Programming for Concurrent Training
Minimizing the interference effect requires manipulation of training variables: volume, intensity, and timing. Interference is observed most clearly when high frequency and high volume of endurance training are included alongside resistance work. While the threshold varies, studies suggest that weekly running mileage exceeding a moderate amount can negatively impact lower-body hypertrophy and strength development. Managing the total weekly load is an important first step in protecting muscle gains.

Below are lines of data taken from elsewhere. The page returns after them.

//! Session configuration.
//!
//! Every tunable constant of a session lives in [`SessionConfig`]. The
//! defaults reproduce the canonical experience: 100 sanity, 30 second
//! possession, the classic ten-key cheat sequence and the word `ELEVEN`.
//!
//! A config can also be read from TOML with [`SessionConfig::from_toml`].
//! Durations are written as whole milliseconds and key codes as names
//! (`"ArrowUp"`) or single characters (`"B"`). Missing fields keep their
//! defaults:
//!
//! ```toml
//! possession_duration = 10000
//! secret_word = "NANCY"
//!
//! [morse]
//! dot = 100
//! ```

use std::{fmt, time::Duration};

use serde::{Deserialize, Serialize};

use crate::{error::ConfigError, morse::MorseTiming};

/// Default upper bound of sanity.
pub const DEFAULT_MAX_SANITY: u32 = 100;

/// Default length of a possession before the watchdog forces recovery.
pub const DEFAULT_POSSESSION_DURATION: Duration = Duration::from_secs(30);

/// Default sanity cost of transmitting a message.
pub const DEFAULT_TRANSMIT_COST: u32 = 10;

/// Default length of the post-recovery celebration window.
pub const DEFAULT_RECOVERY_FLASH: Duration = Duration::from_millis(4000);

/// Default length of the chime sounded on a gesture recovery.
pub const DEFAULT_RECOVERY_CHIME: Duration = Duration::from_millis(1500);

/// Longest duration any field may hold.
pub const MAX_DURATION: Duration = Duration::from_secs(3600);

/// Physical key identity, independent of modifiers and keyboard layout case.
///
/// Letter codes are stored upper-case so `b` and `B` are the same key.
#[derive(Debug, Clone, Copy, PartialEq, Eq, Hash, Serialize, Deserialize)]
#[serde(try_from = "String", into = "String")]
pub enum KeyCode {
    /// Up arrow.
    ArrowUp,
    /// Down arrow.
    ArrowDown,
    /// Left arrow.
    ArrowLeft,
    /// Right arrow.
    ArrowRight,
    /// A character key, upper-cased.
    Key(char),
}

impl KeyCode {
    /// Physical code of a character key.
    pub fn from_char(c: char) -> Self {
        Self::Key(c.to_ascii_uppercase())
    }

    /// Short glyph for hints (`↑`, `B`, ...).
    pub fn label(&self) -> String {
        match self {
            Self::ArrowUp => "↑".to_string(),
            Self::ArrowDown => "↓".to_string(),
            Self::ArrowLeft => "←".to_string(),
            Self::ArrowRight => "→".to_string(),
            Self::Key(c) => c.to_string(),
        }
    }
}

impl fmt::Display for KeyCode {
    fn fmt(&self, f: &mut fmt::Formatter<'_>) -> fmt::Result {
        match self {
            Self::ArrowUp => f.write_str("ArrowUp"),
            Self::ArrowDown => f.write_str("ArrowDown"),
            Self::ArrowLeft => f.write_str("ArrowLeft"),
            Self::ArrowRight => f.write_str("ArrowRight"),
            Self::Key(c) => write!(f, "{c}"),
        }
    }
}

impl From<KeyCode> for String {
    fn from(code: KeyCode) -> Self {
        code.to_string()
    }
}

impl TryFrom<String> for KeyCode {
    type Error = String;

    fn try_from(name: String) -> Result<Self, Self::Error> {
        match name.as_str() {
            "ArrowUp" => Ok(Self::ArrowUp),
            "ArrowDown" => Ok(Self::ArrowDown),
            "ArrowLeft" => Ok(Self::ArrowLeft),
            "ArrowRight" => Ok(Self::ArrowRight),
            _ => {
                let mut chars = name.chars();
                match (chars.next(), chars.next()) {
                    (Some(c), None) if !c.is_control() => Ok(Self::from_char(c)),
                    _ => Err(format!("unknown key {name:?}")),
                }
            },
        }
    }
}

/// Serde adapter writing a [`Duration`] as whole milliseconds.
pub(crate) mod duration_millis {
    use std::time::Duration;

    use serde::{Deserialize, Deserializer, Serialize, Serializer};

    pub fn serialize<S>(duration: &Duration, serializer: S) -> Result<S::Ok, S::Error>
    where
        S: Serializer,
    {
        (duration.as_millis() as u64).serialize(serializer)
    }

    pub fn deserialize<'de, D>(deserializer: D) -> Result<Duration, D::Error>
    where
        D: Deserializer<'de>,
    {
        u64::deserialize(deserializer).map(Duration::from_millis)
    }
}

/// The classic up-up-down-down sequence.
pub fn konami_sequence() -> Vec<KeyCode> {
    vec![
        KeyCode::ArrowUp,
        KeyCode::ArrowUp,
        KeyCode::ArrowDown,
        KeyCode::ArrowDown,
        KeyCode::ArrowLeft,
        KeyCode::ArrowRight,
        KeyCode::ArrowLeft,
        KeyCode::ArrowRight,
        KeyCode::Key('B'),
        KeyCode::Key('A'),
    ]
}

/// All tunable constants of a session.
#[derive(Debug, Clone, PartialEq, Eq, Serialize, Deserialize)]
#[serde(default)]
pub struct SessionConfig {
    /// Sanity at start and after every recovery.
    pub max_sanity: u32,
    /// How long a possession lasts before the watchdog ends it.
    #[serde(with = "duration_millis")]
    pub possession_duration: Duration,
    /// Sanity charged per transmission.
    pub transmit_cost: u32,
    /// How long `just_recovered` stays raised.
    #[serde(with = "duration_millis")]
    pub recovery_flash: Duration,
    /// Length of the chime sounded when a gesture ends a possession.
    #[serde(with = "duration_millis")]
    pub recovery_chime: Duration,

    /// Period of the ambient decay.
    #[serde(with = "duration_millis")]
    pub decay_interval: Duration,
    /// Sanity lost per ambient decay tick.
    pub decay_amount: u32,
    /// How often the rift condition is checked.
    #[serde(with = "duration_millis")]
    pub rift_check_interval: Duration,
    /// Minimum time between two rifts.
    #[serde(with = "duration_millis")]
    pub rift_interval: Duration,
    /// Sanity lost per rift.
    pub rift_amount: u32,
    /// How often the possession deadline is checked.
    #[serde(with = "duration_millis")]
    pub watchdog_interval: Duration,

    /// Sanity strictly below this (and above zero) sounds the alarm.
    pub alarm_threshold: u32,
    /// Period of the low sanity alarm.
    #[serde(with = "duration_millis")]
    pub alarm_interval: Duration,
    /// Length of one alarm tone.
    #[serde(with = "duration_millis")]
    pub alarm_tone: Duration,

    /// Maximum spacing between two clicks of one burst.
    #[serde(with = "duration_millis")]
    pub click_window: Duration,
    /// Clicks needed to complete a burst.
    pub clicks_required: u32,
    /// Ordered physical keys of the secret sequence.
    pub secret_sequence: Vec<KeyCode>,
    /// Word typed blind to recover.
    pub secret_word: String,

    /// Transmission timing.
    pub morse: MorseTiming,
}

impl Default for SessionConfig {
    fn default() -> Self {
        Self {
            max_sanity: DEFAULT_MAX_SANITY,
            possession_duration: DEFAULT_POSSESSION_DURATION,
            transmit_cost: DEFAULT_TRANSMIT_COST,
            recovery_flash: DEFAULT_RECOVERY_FLASH,
            recovery_chime: DEFAULT_RECOVERY_CHIME,
            decay_interval: Duration::from_secs(1),
            decay_amount: 1,
            rift_check_interval: Duration::from_secs(1),
            rift_interval: Duration::from_secs(20),
            rift_amount: 5,
            watchdog_interval: Duration::from_millis(100),
            alarm_threshold: 30,
            alarm_interval: Duration::from_millis(1500),
            alarm_tone: Duration::from_millis(150),
            click_window: Duration::from_millis(500),
            clicks_required: 3,
            secret_sequence: konami_sequence(),
            secret_word: "ELEVEN".to_string(),
            morse: MorseTiming::default(),
        }
    }
}

impl SessionConfig {
    /// Parse a TOML document and validate the result.
    pub fn from_toml(text: &str) -> Result<Self, ConfigError> {
        let config: Self =
            toml::from_str(text).map_err(|e| ConfigError::Parse(e.message().to_string()))?;
        config.validate()?;
        Ok(config)
    }

    /// Check that the configuration describes a playable session.
    ///
    /// Every duration must be at most [`MAX_DURATION`] so that deadlines
    /// computed from it stay representable.
    pub fn validate(&self) -> Result<(), ConfigError> {
        if self.max_sanity == 0 {
            return Err(ConfigError::InvalidMaxSanity(self.max_sanity));
        }

        let periods = [
            ("possession_duration", self.possession_duration),
            ("decay_interval", self.decay_interval),
            ("rift_check_interval", self.rift_check_interval),
            ("watchdog_interval", self.watchdog_interval),
            ("alarm_interval", self.alarm_interval),
            ("click_window", self.click_window),
            ("morse.dot", self.morse.dot),
            ("morse.dash", self.morse.dash),
        ];
        if let Some(&(field, _)) = periods.iter().find(|(_, d)| d.is_zero()) {
            return Err(ConfigError::ZeroDuration { field });
        }

        let others = [
            ("recovery_flash", self.recovery_flash),
            ("recovery_chime", self.recovery_chime),
            ("rift_interval", self.rift_interval),
            ("alarm_tone", self.alarm_tone),
            ("morse.symbol_gap", self.morse.symbol_gap),
            ("morse.letter_gap", self.morse.letter_gap),
            ("morse.word_gap", self.morse.word_gap),
        ];
        let too_long = periods.iter().chain(&others).find(|(_, d)| *d > MAX_DURATION);
        if let Some(&(field, _)) = too_long {
            return Err(ConfigError::DurationTooLong { field, max: MAX_DURATION });
        }

        if self.secret_sequence.is_empty() {
            return Err(ConfigError::EmptySequence);
        }

        if self.secret_word.is_empty() || self.secret_word.chars().any(char::is_control) {
            return Err(ConfigError::InvalidSecretWord(self.secret_word.clone()));
        }

        if self.clicks_required < 2 {
            return Err(ConfigError::InvalidClickCount(self.clicks_required));
        }

        Ok(())
    }

    /// Override the possession length.
    #[must_use]
    pub fn with_possession_duration(mut self, duration: Duration) -> Self {
        self.possession_duration = duration;
        self
    }
}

The timing and order of workouts on the same day also significantly influence the degree of interference. Researchers generally recommend separating resistance and endurance sessions by at least six to eight hours to allow the molecular signaling pathways to reset. If a long separation is not possible, a minimum gap of three hours may still be sufficient to mitigate some of the negative effects. For individuals prioritizing strength gains, performing the resistance training session before the running session is generally the more favorable order.
The intensity of the running session plays a role in the magnitude of the interference effect. Low-Intensity Steady State (LISS) running is less detrimental to strength and size goals than high-intensity, high-volume running. High-Intensity Interval Training (HIIT) may be less inhibitory than continuous moderate-intensity training, though this depends on the overall volume and proximity to the lifting session. When strength is the main goal, keeping running sessions lower in intensity and volume helps prevent excessive cumulative fatigue and minimize conflicting cellular signals.
Fueling the Dual Goal: Nutritional Considerations
Successfully combining resistance training and running requires a nutritional strategy to support the dual demands placed on the body. A primary consideration is maintaining an adequate caloric intake, as concurrent training in a substantial caloric deficit will compromise muscle gains. The body needs sufficient energy to fuel both the running sessions and the recovery and repair processes following resistance training, favoring an anabolic environment for growth.
The elevated training volume increases the need for specific macronutrients. Protein intake must be sufficient to support muscle repair and synthesis, with recommendations for athletes often falling in the range of 1.6 to 1.8 grams per kilogram of body weight daily. In periods of intense training, requirements can reach up to 2.0 grams per kilogram of body weight.
Adequate intake of carbohydrates is equally important, as they serve as the primary fuel source for running and high-intensity exercise. Running rapidly depletes muscle glycogen stores, and if these are not replenished, the body may break down muscle tissue for energy. Athletes engaged in high-volume concurrent training may require a carbohydrate intake of six to ten grams per kilogram of body weight daily to maintain performance and promote recovery.
The Bottom Line on Concurrent Training
Running does not automatically eliminate the potential for muscle and strength gains, but the combination introduces a challenge that must be actively managed. The negative impact, or interference effect, is not an inevitability but a consequence of unmanaged training stress. Progress in both domains is achievable by implementing a few simple rules. Managing the volume of running, separating the lifting and running sessions by several hours, and prioritizing the goal-specific workout are the most effective programming strategies. Paired with a diet that supports the energetic and structural demands of both training types, the potential for interference is minimized.